Trellis tree-based analysis reveals stromal regulation of patient-derived organoid drug responses
María Ramos Zapatero, Alexander Tong, James W. Opzoomer, Rhianna O’Sullivan, Ferran Cardoso Rodriguez, Jahangir Sufi, Petra Vlckova, Callum Baird Nattress, Xiao Qin, Jeroen Claus, Daniel Hochhauser, Smita Krishnaswamy, Christopher J. Tape
Abstract
Patient-derived organoids (PDOs) can model personalized therapy responses; however, current screening technologies cannot reveal drug response mechanisms or how tumor microenvironment cells alter therapeutic performance.
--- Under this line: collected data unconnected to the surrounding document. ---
pub mod helpers;

use num_enum::TryFromPrimitive;
use oot3drando_game::{
    CountMin, CounterIdx, GameData, HelperIdx, ItemEffect, ItemIdx, Requirement, SettingIdx,
};
use serde::{Deserialize, Serialize};

/// One of the four (age, time of day) combinations a region can be reached with.
#[derive(
    Copy, Clone, Debug, PartialEq, Eq, Hash, PartialOrd, Ord, TryFromPrimitive, Serialize, Deserialize,
)]
#[repr(u8)]
pub enum AgeTime {
    DayChild = 0,
    NightChild = 1,
    DayAdult = 2,
    NightAdult = 3,
}

impl AgeTime {
    pub const ALL: [AgeTime; 4] = [
        AgeTime::DayChild,
        AgeTime::NightChild,
        AgeTime::DayAdult,
        AgeTime::NightAdult,
    ];

    pub fn new(child: bool, day: bool) -> AgeTime {
        match (child, day) {
            (true, true) => AgeTime::DayChild,
            (true, false) => AgeTime::NightChild,
            (false, true) => AgeTime::DayAdult,
            (false, false) => AgeTime::NightAdult,
        }
    }

    pub fn is_child(self) -> bool {
        matches!(self, AgeTime::DayChild | AgeTime::NightChild)
    }

    pub fn is_day(self) -> bool {
        matches!(self, AgeTime::DayChild | AgeTime::DayAdult)
    }

    pub fn with_age(self, child: bool) -> AgeTime {
        AgeTime::new(child, self.is_day())
    }

    pub fn swap_age(self) -> AgeTime {
        AgeTime::new(!self.is_child(), self.is_day())
    }

    pub fn bit(self) -> AccessBits {
        AccessBits(1 << self as u8)
    }
}

/// Reachability bits of a region: {day-child, night-child, day-adult, night-adult}.
#[derive(Copy, Clone, Default, Debug, PartialEq, Eq, Hash, Serialize, Deserialize)]
pub struct AccessBits(pub u8);

impl AccessBits {
    pub const NONE: AccessBits = AccessBits(0);
    pub const DAY_CHILD: AccessBits = AccessBits(1);
    pub const NIGHT_CHILD: AccessBits = AccessBits(2);
    pub const DAY_ADULT: AccessBits = AccessBits(4);
    pub const NIGHT_ADULT: AccessBits = AccessBits(8);
    pub const ALL: AccessBits = AccessBits(15);

    pub fn child(self) -> bool {
        self.0 & (Self::DAY_CHILD.0 | Self::NIGHT_CHILD.0) != 0
    }

    pub fn adult(self) -> bool {
        self.0 & (Self::DAY_ADULT.0 | Self::NIGHT_ADULT.0) != 0
    }

    pub fn both_ages(self) -> bool {
        self.child() && self.adult()
    }

    pub fn has_access(self) -> bool {
        self.child() || self.adult()
    }

    pub fn all_access(self) -> bool {
        self.0 & Self::ALL.0 == Self::ALL.0
    }

    pub fn contains(self, at: AgeTime) -> bool {
        self.0 & at.bit().0 != 0
    }

    pub fn is_superset(self, other: AccessBits) -> bool {
        self.0 & other.0 == other.0
    }

    pub fn union(self, other: AccessBits) -> AccessBits {
        AccessBits(self.0 | other.0)
    }

    /// Sets the bit, returning true if it was not already set.
    pub fn insert(&mut self, at: AgeTime) -> bool {
        let new = !self.contains(at);
        self.0 |= at.bit().0;
        new
    }

    pub fn iter(self) -> impl Iterator<Item = AgeTime> {
        (0..4u8)
            .filter(move |i| self.0 & (1 << i) != 0)
            .filter_map(|i| AgeTime::try_from(i).ok())
    }

    /// Waiting in a region where time passes reaches both times of day for each age present.
    pub fn with_time_passing(self) -> AccessBits {
        let mut out = self;
        if self.child() {
            out = out.union(Self::DAY_CHILD).union(Self::NIGHT_CHILD);
        }
        if self.adult() {
            out = out.union(Self::DAY_ADULT).union(Self::NIGHT_ADULT);
        }
        out
    }
}

#[derive(Clone, Debug, PartialEq, Eq, Serialize, Deserialize)]
pub enum SettingValue {
    Switch(bool),
    Number(u8),
    Option(String),
}

/// Setting values resolved for one seed, indexed like `GameData.setting_isv`.
#[derive(Clone, Debug, Default)]
pub struct SettingsContext {
    pub values: Vec<SettingValue>,
    pub mq: Vec<bool>,
    pub no_logic: bool,
}

impl SettingsContext {
    pub fn switch(&self, idx: SettingIdx) -> bool {
        match self.values.get(idx) {
            Some(SettingValue::Switch(b)) => *b,
            Some(SettingValue::Number(n)) => *n > 0,
            _ => false,
        }
    }

    pub fn number(&self, idx: SettingIdx) -> u8 {
        match self.values.get(idx) {
            Some(SettingValue::Number(n)) => *n,
            Some(SettingValue::Switch(b)) => *b as u8,
            _ => 0,
        }
    }

    pub fn option_is(&self, idx: SettingIdx, value: &str) -> bool {
        matches!(self.values.get(idx), Some(SettingValue::Option(v)) if v == value)
    }
}

/// Item state plus the derived helper predicates computed from it.
#[derive(Clone, Debug)]
pub struct LogicState {
    pub flags: Vec<bool>,
    pub counters: Vec<u8>,
    pub settings: SettingsContext,
    helper_cache: Vec<[bool; 4]>,
    recompute_count: usize,
}

impl LogicState {
    pub fn new(game_data: &GameData, settings: SettingsContext) -> LogicState {
        let mut state = LogicState {
            flags: vec![false; game_data.flag_isv.keys.len()],
            counters: vec![0; game_data.counter_isv.keys.len()],
            settings,
            helper_cache: vec![],
            recompute_count: 0,
        };
        state.recompute_helpers(game_data);
        state.recompute_count = 0;
        state
    }

    pub fn apply_item(&mut self, game_data: &GameData, item: ItemIdx) {
        match game_data.items[item].effect {
            ItemEffect::Flag(flag) => self.flags[flag] = true,
            ItemEffect::Counter(counter) => {
                self.counters[counter] = self.counters[counter].saturating_add(1)
            }
        }
        self.recompute_helpers(game_data);
    }

    pub fn undo_item(&mut self, game_data: &GameData, item: ItemIdx) {
        match game_data.items[item].effect {
            ItemEffect::Flag(flag) => self.flags[flag] = false,
            ItemEffect::Counter(counter) => {
                self.counters[counter] = self.counters[counter].saturating_sub(1)
            }
        }
        self.recompute_helpers(game_data);
    }

    pub fn has_item(&self, game_data: &GameData, item: ItemIdx) -> bool {
        match game_data.items[item].effect {
            ItemEffect::Flag(flag) => self.flags[flag],
            ItemEffect::Counter(counter) => self.counters[counter] > 0,
        }
    }

    pub fn counter(&self, counter: CounterIdx) -> u8 {
        self.counters[counter]
    }

    /// Re-evaluates every helper, in definition order, for all four age/time combinations.
    /// Helpers only reference earlier helpers, so a single pass is enough.
    pub fn recompute_helpers(&mut self, game_data: &GameData) {
        self.helper_cache.resize(game_data.helpers.len(), [false; 4]);
        for (idx, req) in game_data.helpers.iter().enumerate() {
            let ctx = EvalContext::new_static(game_data, self);
            let values = AgeTime::ALL.map(|at| ctx.eval(req, at));
            self.helper_cache[idx] = values;
        }
        self.recompute_count += 1;
    }

    pub fn helper(&self, helper: HelperIdx, at: AgeTime) -> bool {
        self.helper_cache[helper][at as usize]
    }

    pub fn recompute_count(&self) -> usize {
        self.recompute_count
    }
}

/// Everything a requirement can look at. `events` and `regions` belong to the
/// search in progress; helper evaluation passes them empty.
pub struct EvalContext<'a> {
    pub game_data: &'a GameData,
    pub logic: &'a LogicState,
    pub events: &'a [bool],
    pub regions: &'a [AccessBits],
}

impl<'a> EvalContext<'a> {
    pub fn new_static(game_data: &'a GameData, logic: &'a LogicState) -> Self {
        EvalContext {
            game_data,
            logic,
            events: &[],
            regions: &[],
        }
    }

    pub fn eval(&self, req: &Requirement, at: AgeTime) -> bool {
        if self.logic.settings.no_logic {
            return true;
        }
        self.eval_inner(req, at)
    }

    fn eval_inner(&self, req: &Requirement, at: AgeTime) -> bool {
        let settings = &self.logic.settings;
        match req {
            Requirement::Free => true,
            Requirement::Never => false,
            Requirement::Flag(flag) => self.logic.flags[*flag],
            Requirement::Counter { counter, min } => self.logic.counters[*counter] >= *min,
            Requirement::Event(event) => self.events.get(*event).copied().unwrap_or(false),
            Requirement::Helper(helper) => self.logic.helper(*helper, at),
            Requirement::Setting(setting) => settings.switch(*setting),
            Requirement::OptionIs { setting, value } => settings.option_is(*setting, value),
            Requirement::MasterQuest(dungeon) => settings.mq.get(*dungeon).copied().unwrap_or(false),
            Requirement::CanAfford(price) => helpers::can_afford(self.game_data, self.logic, *price),
            Requirement::IsChild => at.is_child(),
            Requirement::IsAdult => !at.is_child(),
            Requirement::AtDay => at.is_day(),
            Requirement::AtNight => !at.is_day(),
            Requirement::Count { of, min } => {
                let needed = match min {
                    CountMin::Fixed(n) => *n,
                    CountMin::Setting(setting) => settings.number(*setting),
                };
                of.iter().filter(|r| self.eval_inner(r, at)).count() >= needed as usize
            }
            Requirement::Here { region, requires } => {
                // Ages come from the region's current reachability, time from the caller.
                let bits = self.regions.get(*region).copied().unwrap_or_default();
                (bits.child() && self.eval_inner(requires, at.with_age(true)))
                    || (bits.adult() && self.eval_inner(requires, at.with_age(false)))
            }
            Requirement::Not(req) => !self.eval_inner(req, at),
            Requirement::And(reqs) => reqs.iter().all(|r| self.eval_inner(r, at)),
            Requirement::Or(reqs) => reqs.iter().any(|r| self.eval_inner(r, at)),
        }
    }
}

#[cfg(test)]
mod tests {
    use super::*;
    use anyhow::Result;

    fn game_data() -> Result<GameData> {
        let data = json::parse(
            r#"{
            "world": {"root": "Root", "goal": "Done", "filler": "Rupee",
                      "wallet": {"item": "Wallet", "capacities": [99, 200, 500]},
                      "item_pool": {"Bomb Bag": 3, "Wallet": 2}},
            "items": [
                {"name": "Rupee", "kind": "Junk", "get_item_id": 1},
                {"name": "Bomb Bag", "kind": "Equipment", "get_item_id": 2,
                 "advancement": true, "counter": "Bombs"},
                {"name": "Wallet", "kind": "Equipment", "get_item_id": 3,
                 "advancement": true, "counter": "Wallet"},
                {"name": "Fire Arrows", "kind": "Equipment", "get_item_id": 4, "advancement": true},
                {"name": "Dins Fire", "kind": "Equipment", "get_item_id": 5, "advancement": true}
            ],
            "locations": [{"name": "A", "scene": 0, "flag": 0}],
            "dungeons": [],
            "helpers": [
                {"name": "HasExplosives", "requires": "Bombs"},
                {"name": "CanUseFire", "requires": {"or": [
                    {"and": ["is_adult", "Fire Arrows"]}, "Dins Fire"]}},
                {"name": "BlastOrBurn", "requires": {"or": ["HasExplosives", "CanUseFire"]}}
            ],
            "regions": [
                {"name": "Root", "events": [{"event": "Done", "requires": "BlastOrBurn"}],
                 "locations": [{"location": "A"}]}
            ]
        }"#,
        )?;
        GameData::from_json(&data)
    }

    #[test]
    fn access_bits_predicates() {
        let mut bits = AccessBits::NONE;
        assert!(!bits.has_access());
        assert!(bits.insert(AgeTime::NightChild));
        assert!(!bits.insert(AgeTime::NightChild));
        assert!(bits.child() && !bits.adult() && !bits.all_access());
        assert!(!bits.both_ages());
        assert!(bits.union(AccessBits::DAY_ADULT).both_ages());
        let passed = bits.with_time_passing();
        assert_eq!(passed, AccessBits::DAY_CHILD.union(AccessBits::NIGHT_CHILD));
        assert_eq!(
            AccessBits::ALL.iter().collect::<Vec<_>>(),
            AgeTime::ALL.to_vec()
        );
        assert_eq!(AgeTime::DayChild.swap_age(), AgeTime::DayAdult);
    }

    #[test]
    fn counter_apply_and_undo() -> Result<()> {
        let game_data = game_data()?;
        let bomb_bag = game_data.item_isv.index_by_key["Bomb Bag"];
        let ItemEffect::Counter(bombs) = game_data.items[bomb_bag].effect else {
            panic!("bomb bag should use a counter");
        };
        let mut state = LogicState::new(&game_data, SettingsContext::default());
        assert_eq!(state.recompute_count(), 0);

        state.apply_item(&game_data, bomb_bag);
        assert_eq!(state.counter(bombs), 1);
        assert_eq!(state.recompute_count(), 1);
        assert!(state.helper(0, AgeTime::DayChild));

        state.undo_item(&game_data, bomb_bag);
        assert_eq!(state.counter(bombs), 0);
        assert_eq!(state.recompute_count(), 2);
        assert!(!state.helper(0, AgeTime::DayChild));

        state.undo_item(&game_data, bomb_bag);
        assert_eq!(state.counter(bombs), 0);
        Ok(())
    }

    #[test]
    fn recompute_is_idempotent() -> Result<()> {
        let game_data = game_data()?;
        let fire_arrows = game_data.item_isv.index_by_key["Fire Arrows"];
        let mut state = LogicState::new(&game_data, SettingsContext::default());
        state.apply_item(&game_data, fire_arrows);
        let before = state.helper_cache.clone();
        state.recompute_helpers(&game_data);
        assert_eq!(state.helper_cache, before);
        // Fire arrows only count as adult.
        assert!(!state.helper(1, AgeTime::DayChild));
        assert!(state.helper(1, AgeTime::NightAdult));
        assert!(state.helper(2, AgeTime::DayAdult));
        Ok(())
    }

    #[test]
    fn here_uses_region_ages() -> Result<()> {
        let game_data = game_data()?;
        let fire_arrows = game_data.item_isv.index_by_key["Fire Arrows"];
        let mut state = LogicState::new(&game_data, SettingsContext::default());
        state.apply_item(&game_data, fire_arrows);
        let req = Requirement::Here {
            region: 0,
            requires: Box::new(Requirement::Helper(1)),
        };
        let child_only = [AccessBits::DAY_CHILD];
        let ctx = EvalContext {
            game_data: &game_data,
            logic: &state,
            events: &[],
            regions: &child_only,
        };
        assert!(!ctx.eval(&req, AgeTime::DayAdult));
        let with_adult = [AccessBits::NIGHT_ADULT];
        let ctx = EvalContext {
            regions: &with_adult,
            ..ctx
        };
        assert!(ctx.eval(&req, AgeTime::DayChild));
        Ok(())
    }

    #[test]
    fn wallet_capacity_tracks_upgrades() -> Result<()> {
        let game_data = game_data()?;
        let wallet = game_data.item_isv.index_by_key["Wallet"];
        let mut state = LogicState::new(&game_data, SettingsContext::default());
        assert_eq!(helpers::wallet_capacity(&game_data, &state), 99);
        assert!(!helpers::can_afford(&game_data, &state, 150));
        state.apply_item(&game_data, wallet);
        assert!(helpers::can_afford(&game_data, &state, 150));
        state.apply_item(&game_data, wallet);
        state.apply_item(&game_data, wallet);
        assert_eq!(helpers::wallet_capacity(&game_data, &state), 500);
        assert_eq!(helpers::max_wallet_capacity(&game_data), 500);
        Ok(())
    }
}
To address this, we developed a highly multiplexed mass cytometry platform to measure post-translational modification (PTM) signaling, DNA damage, cell-cycle activity, and apoptosis in >2,500 colorectal cancer (CRC) PDOs and cancer-associated fibroblasts (CAFs) in response to clinical therapies at single-cell resolution. To compare patient- and microenvironment-specific drug responses in thousands of single-cell datasets, we developed "Trellis"-a highly scalable, tree-based treatment effect analysis method. Trellis single-cell screening revealed that on-target cell-cycle blockage and DNA-damage drug effects are common, even in chemorefractory PDOs. However, drug-induced apoptosis is rarer, patient-specific, and aligns with cancer cell PTM signaling. We find that CAFs can regulate PDO plasticity-shifting proliferative colonic stem cells (proCSCs) to slow-cycling revival colonic stem cells (revCSCs) to protect cancer cells from chemotherapy.